RECORDS PROVIDED:

§

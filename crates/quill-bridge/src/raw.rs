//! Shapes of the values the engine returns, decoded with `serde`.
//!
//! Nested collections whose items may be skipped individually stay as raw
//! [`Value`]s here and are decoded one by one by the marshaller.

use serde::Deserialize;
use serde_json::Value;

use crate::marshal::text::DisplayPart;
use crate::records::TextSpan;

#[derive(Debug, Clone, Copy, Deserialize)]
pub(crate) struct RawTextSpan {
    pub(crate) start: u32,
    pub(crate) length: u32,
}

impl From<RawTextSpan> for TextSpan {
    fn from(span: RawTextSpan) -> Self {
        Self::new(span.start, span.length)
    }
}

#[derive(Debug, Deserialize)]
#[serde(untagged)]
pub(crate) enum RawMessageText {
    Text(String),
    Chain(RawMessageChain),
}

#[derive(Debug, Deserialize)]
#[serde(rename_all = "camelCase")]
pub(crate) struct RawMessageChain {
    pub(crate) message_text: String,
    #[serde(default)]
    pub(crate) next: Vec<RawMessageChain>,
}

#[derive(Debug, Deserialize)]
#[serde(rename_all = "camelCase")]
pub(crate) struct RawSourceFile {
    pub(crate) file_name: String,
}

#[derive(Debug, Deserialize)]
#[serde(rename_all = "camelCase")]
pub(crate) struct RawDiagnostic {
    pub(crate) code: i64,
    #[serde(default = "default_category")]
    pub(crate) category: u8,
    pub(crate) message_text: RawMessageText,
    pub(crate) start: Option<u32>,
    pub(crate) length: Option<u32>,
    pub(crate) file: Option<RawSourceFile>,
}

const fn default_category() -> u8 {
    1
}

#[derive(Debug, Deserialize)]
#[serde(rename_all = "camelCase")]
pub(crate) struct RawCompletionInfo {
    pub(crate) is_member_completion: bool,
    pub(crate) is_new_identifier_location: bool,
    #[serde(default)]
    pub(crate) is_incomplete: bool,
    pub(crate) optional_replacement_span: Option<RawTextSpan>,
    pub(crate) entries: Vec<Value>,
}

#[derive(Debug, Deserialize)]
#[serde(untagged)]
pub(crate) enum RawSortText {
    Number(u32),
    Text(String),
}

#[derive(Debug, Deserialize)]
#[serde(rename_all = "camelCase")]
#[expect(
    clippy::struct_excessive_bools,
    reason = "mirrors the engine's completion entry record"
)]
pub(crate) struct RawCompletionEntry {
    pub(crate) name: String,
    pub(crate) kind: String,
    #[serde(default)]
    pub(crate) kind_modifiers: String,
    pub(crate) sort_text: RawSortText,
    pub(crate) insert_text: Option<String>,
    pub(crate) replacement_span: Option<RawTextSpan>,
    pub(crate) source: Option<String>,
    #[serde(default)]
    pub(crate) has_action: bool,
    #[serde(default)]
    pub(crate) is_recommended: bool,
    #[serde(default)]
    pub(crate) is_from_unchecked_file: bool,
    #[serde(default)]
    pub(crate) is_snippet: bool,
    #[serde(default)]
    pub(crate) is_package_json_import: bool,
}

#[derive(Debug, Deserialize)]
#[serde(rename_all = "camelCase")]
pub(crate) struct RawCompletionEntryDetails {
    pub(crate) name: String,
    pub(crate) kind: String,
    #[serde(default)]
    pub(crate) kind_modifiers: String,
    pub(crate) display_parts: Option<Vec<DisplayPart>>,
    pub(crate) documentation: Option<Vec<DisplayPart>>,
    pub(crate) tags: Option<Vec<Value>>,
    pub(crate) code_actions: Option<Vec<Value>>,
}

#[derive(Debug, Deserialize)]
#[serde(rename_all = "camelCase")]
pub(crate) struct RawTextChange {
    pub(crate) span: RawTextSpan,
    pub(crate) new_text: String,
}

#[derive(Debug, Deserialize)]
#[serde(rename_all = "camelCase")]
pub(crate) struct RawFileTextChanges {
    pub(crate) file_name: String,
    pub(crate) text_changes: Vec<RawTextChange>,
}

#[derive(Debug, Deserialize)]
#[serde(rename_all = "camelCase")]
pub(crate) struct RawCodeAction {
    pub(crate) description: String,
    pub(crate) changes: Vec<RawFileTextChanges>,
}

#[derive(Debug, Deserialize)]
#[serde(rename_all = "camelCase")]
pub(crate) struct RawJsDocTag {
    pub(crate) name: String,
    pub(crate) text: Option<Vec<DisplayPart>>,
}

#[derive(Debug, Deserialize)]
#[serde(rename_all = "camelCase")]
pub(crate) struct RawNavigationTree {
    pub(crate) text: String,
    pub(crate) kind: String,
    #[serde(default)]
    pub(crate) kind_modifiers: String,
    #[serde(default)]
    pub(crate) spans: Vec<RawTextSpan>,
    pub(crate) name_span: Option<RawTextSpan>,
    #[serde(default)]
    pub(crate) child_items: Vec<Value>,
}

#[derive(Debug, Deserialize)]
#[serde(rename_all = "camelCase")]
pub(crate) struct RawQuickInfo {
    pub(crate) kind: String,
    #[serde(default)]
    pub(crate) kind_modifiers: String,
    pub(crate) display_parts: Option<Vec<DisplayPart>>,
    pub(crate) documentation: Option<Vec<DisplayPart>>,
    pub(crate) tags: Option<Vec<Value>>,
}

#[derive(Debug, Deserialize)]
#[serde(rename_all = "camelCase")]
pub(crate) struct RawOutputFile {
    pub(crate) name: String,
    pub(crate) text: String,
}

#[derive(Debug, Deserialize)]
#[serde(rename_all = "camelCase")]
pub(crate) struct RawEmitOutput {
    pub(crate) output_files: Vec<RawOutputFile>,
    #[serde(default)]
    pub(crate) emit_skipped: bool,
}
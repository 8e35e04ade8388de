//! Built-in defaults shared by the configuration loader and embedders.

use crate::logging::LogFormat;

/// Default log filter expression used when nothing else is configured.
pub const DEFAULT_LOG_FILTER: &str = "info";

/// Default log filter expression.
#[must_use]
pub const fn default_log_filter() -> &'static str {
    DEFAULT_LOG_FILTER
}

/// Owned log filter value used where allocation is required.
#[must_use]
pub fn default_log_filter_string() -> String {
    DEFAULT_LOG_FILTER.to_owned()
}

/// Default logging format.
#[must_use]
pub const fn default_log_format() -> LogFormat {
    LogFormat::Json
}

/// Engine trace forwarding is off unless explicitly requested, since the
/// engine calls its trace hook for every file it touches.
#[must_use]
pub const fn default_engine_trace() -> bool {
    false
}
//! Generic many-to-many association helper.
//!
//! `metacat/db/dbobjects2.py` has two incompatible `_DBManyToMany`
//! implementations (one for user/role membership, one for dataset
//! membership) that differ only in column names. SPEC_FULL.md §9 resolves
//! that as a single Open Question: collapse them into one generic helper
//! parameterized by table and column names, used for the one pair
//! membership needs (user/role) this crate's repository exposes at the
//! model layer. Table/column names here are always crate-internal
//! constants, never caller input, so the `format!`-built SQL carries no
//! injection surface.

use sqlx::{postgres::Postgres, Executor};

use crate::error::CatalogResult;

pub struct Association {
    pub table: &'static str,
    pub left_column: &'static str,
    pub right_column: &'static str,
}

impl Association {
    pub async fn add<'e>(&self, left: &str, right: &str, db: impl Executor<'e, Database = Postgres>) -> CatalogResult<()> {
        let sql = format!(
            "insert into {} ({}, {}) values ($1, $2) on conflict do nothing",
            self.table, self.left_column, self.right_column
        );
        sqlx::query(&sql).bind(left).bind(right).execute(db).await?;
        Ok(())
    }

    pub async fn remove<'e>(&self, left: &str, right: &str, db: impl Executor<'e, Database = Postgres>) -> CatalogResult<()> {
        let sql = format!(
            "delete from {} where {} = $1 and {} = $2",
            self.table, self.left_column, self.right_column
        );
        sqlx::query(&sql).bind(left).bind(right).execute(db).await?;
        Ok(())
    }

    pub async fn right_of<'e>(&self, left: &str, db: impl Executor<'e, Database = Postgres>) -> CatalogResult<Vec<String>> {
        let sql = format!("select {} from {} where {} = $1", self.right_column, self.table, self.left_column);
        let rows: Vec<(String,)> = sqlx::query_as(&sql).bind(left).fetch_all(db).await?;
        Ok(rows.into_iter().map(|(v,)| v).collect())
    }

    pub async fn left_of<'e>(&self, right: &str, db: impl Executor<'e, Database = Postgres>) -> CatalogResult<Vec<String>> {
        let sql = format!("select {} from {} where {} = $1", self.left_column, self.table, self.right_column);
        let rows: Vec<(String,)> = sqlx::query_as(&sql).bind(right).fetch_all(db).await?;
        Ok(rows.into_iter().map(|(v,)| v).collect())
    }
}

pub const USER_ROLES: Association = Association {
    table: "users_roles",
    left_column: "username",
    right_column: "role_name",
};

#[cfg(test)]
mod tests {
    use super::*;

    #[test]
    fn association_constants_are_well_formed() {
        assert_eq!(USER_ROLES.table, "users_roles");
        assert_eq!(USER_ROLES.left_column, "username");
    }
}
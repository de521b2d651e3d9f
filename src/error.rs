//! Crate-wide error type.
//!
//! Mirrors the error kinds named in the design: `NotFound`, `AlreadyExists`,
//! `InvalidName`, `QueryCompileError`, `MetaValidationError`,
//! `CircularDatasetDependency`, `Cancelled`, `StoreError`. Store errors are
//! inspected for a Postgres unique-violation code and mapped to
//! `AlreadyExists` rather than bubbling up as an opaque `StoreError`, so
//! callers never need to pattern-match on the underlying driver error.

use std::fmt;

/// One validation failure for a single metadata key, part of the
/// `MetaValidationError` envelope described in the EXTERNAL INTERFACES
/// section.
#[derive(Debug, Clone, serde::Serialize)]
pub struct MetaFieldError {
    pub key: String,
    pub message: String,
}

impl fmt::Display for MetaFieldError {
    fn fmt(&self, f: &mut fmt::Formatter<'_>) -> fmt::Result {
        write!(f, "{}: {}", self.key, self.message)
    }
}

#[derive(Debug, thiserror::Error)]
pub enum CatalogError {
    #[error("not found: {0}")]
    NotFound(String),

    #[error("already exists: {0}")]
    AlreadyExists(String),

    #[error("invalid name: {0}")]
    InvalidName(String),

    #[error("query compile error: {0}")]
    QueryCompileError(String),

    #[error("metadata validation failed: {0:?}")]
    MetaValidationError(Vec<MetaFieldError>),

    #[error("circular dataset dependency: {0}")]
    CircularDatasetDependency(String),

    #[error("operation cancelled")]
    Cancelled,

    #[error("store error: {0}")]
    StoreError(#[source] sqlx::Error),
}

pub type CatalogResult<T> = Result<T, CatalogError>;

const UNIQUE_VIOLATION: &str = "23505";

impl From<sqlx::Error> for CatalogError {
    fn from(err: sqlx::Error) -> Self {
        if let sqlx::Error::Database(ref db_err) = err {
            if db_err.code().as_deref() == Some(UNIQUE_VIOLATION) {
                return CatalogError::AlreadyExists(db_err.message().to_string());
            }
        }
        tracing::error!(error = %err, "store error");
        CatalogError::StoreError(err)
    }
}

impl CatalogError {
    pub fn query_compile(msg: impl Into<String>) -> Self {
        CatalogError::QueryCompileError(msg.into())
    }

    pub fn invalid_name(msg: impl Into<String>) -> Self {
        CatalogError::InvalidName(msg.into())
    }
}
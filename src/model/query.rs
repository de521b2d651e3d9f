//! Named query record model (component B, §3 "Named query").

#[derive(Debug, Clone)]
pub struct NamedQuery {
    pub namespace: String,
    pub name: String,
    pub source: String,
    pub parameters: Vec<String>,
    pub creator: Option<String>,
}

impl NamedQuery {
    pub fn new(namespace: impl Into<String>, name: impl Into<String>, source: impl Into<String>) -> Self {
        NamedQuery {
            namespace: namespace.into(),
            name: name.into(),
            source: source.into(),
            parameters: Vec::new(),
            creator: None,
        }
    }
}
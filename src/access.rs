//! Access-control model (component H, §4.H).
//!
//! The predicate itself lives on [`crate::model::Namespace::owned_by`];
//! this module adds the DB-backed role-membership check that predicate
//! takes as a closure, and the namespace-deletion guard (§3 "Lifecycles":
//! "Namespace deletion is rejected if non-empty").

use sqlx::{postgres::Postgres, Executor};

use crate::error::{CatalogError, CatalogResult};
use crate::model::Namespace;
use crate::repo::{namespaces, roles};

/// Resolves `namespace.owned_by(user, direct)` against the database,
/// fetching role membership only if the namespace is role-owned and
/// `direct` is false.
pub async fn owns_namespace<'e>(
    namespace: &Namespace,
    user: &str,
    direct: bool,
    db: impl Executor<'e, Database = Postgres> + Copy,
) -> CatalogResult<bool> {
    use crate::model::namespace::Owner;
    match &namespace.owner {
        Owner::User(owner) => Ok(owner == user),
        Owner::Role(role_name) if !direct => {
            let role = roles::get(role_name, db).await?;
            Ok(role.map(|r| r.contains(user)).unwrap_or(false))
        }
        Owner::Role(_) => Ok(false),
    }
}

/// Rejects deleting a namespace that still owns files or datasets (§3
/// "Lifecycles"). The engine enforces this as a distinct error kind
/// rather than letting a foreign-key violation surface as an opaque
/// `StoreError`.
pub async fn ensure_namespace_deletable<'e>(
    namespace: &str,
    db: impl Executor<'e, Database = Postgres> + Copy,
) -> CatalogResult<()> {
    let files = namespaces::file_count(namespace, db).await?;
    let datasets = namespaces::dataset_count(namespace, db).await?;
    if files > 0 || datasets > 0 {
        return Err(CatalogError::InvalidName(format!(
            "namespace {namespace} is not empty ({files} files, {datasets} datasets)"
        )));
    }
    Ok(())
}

§

TASK DESCRIPTION: In the listing above, how many lines have the string "surface" in them? Reply with only the figure.

YOUR RESPONSE: 2